From Free Life, Issue 26, December
1996
ISSN: 0260 5112
EDITORIAL JOTTINGS
One
You will not believe, dear Readers, how often and bitterly I upbraid myself for idleness. I intended this issue of Free Life to appear last June. When that passed without a word written by me, I promised August, then September, then October. At last, I steeled myself and swore on all that I hold dearest that it would be out early in November. Well, here it is at the end of November.

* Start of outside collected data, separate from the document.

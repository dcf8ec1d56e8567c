//! Pre-built Test Fixtures
//!
//! Provides ready-to-use test data for the premium system.
//! These fixtures are designed to be consistent and predictable for unit tests.

use chrono::NaiveDate;
use core_kernel::{Money, PolicyNumber};
use domain_policy::{Customer, Province, RateParameters};
use rust_decimal_macros::dec;

/// Fixture for rate parameter test data
pub struct RateFixtures;

impl RateFixtures {
    /// Round-number rates used in the worked pricing examples
    ///
    /// basic 100.00, discount 0.10, liability 20.00, glass 15.00,
    /// loaner 10.00, HST 13%, processing fee 5.00, next policy 1944
    pub fn standard() -> RateParameters {
        RateParameters {
            next_policy_number: Self::first_policy_number(),
            basic_rate: Money::new(dec!(100.00)),
            discount_rate: dec!(0.10),
            liability_cost: Money::new(dec!(20.00)),
            glass_cost: Money::new(dec!(15.00)),
            loaner_car_cost: Money::new(dec!(10.00)),
            hst_rate: dec!(13.00),
            processing_fee: Money::new(dec!(5.00)),
        }
    }

    /// Production-like rates with non-round amounts
    pub fn office() -> RateParameters {
        RateParameters {
            next_policy_number: Self::first_policy_number(),
            basic_rate: Money::new(dec!(869.00)),
            discount_rate: dec!(0.25),
            liability_cost: Money::new(dec!(130.00)),
            glass_cost: Money::new(dec!(86.00)),
            loaner_car_cost: Money::new(dec!(58.00)),
            hst_rate: dec!(15.00),
            processing_fee: Money::new(dec!(39.99)),
        }
    }

    /// Rates with no tax, for isolating premium arithmetic
    pub fn tax_free() -> RateParameters {
        RateParameters {
            hst_rate: dec!(0),
            ..Self::standard()
        }
    }

    pub fn first_policy_number() -> PolicyNumber {
        PolicyNumber::new(1944).unwrap()
    }
}

/// Fixture for customer test data
pub struct CustomerFixtures;

impl CustomerFixtures {
    /// A Newfoundland customer
    pub fn newfoundland() -> Customer {
        Customer {
            first_name: "Janet".to_string(),
            last_name: "Pike".to_string(),
            address: "12 Water Street".to_string(),
            city: "St. John's".to_string(),
            province: Province::NL,
            postal_code: "A1C1A1".to_string(),
            phone_number: "7095551234".to_string(),
        }
    }

    /// An Ontario customer
    pub fn ontario() -> Customer {
        Customer {
            first_name: "Omar".to_string(),
            last_name: "Haddad".to_string(),
            address: "400 King Street West".to_string(),
            city: "Toronto".to_string(),
            province: Province::ON,
            postal_code: "M5V1K4".to_string(),
            phone_number: "4165550199".to_string(),
        }
    }
}

/// Fixture for calendar test data
pub struct DateFixtures;

impl DateFixtures {
    /// Standard invoice date
    pub fn invoice_date() -> NaiveDate {
        NaiveDate::from_ymd_opt(2023, 7, 26).unwrap()
    }

    /// Invoice date in December, for year rollover
    pub fn december_invoice_date() -> NaiveDate {
        NaiveDate::from_ymd_opt(2023, 12, 14).unwrap()
    }
}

I offer no excuses - only apologies, and a promise that issue 27 will be out before the end of December. I must arrange this last because, while I have been idle, my writers have not, and I now have enough material on my hard disk for another complete issue. And so, my dear Writers, if you do not see the article in this issue that you sent me months ago, and had praised to the skies by me over the telephone, be not angry - just wait till Christmas.
Two
Last 19th July, a Friday, a young West London man called Dean Payne got into his car and began to drive to work at Johnsons of Heathrow, which is a newspaper distribution company. In Portobello Road, he was stopped by the Police. I am not sure why - though, as I suspect he is black, I probably have no need to ask for any specific reason. His car was searched and three knives were found. Since his job involved cutting the straps around newspaper bales, and his employer provided neither cutting tools nor anywhere to store them, these were plainly the tools of his trade.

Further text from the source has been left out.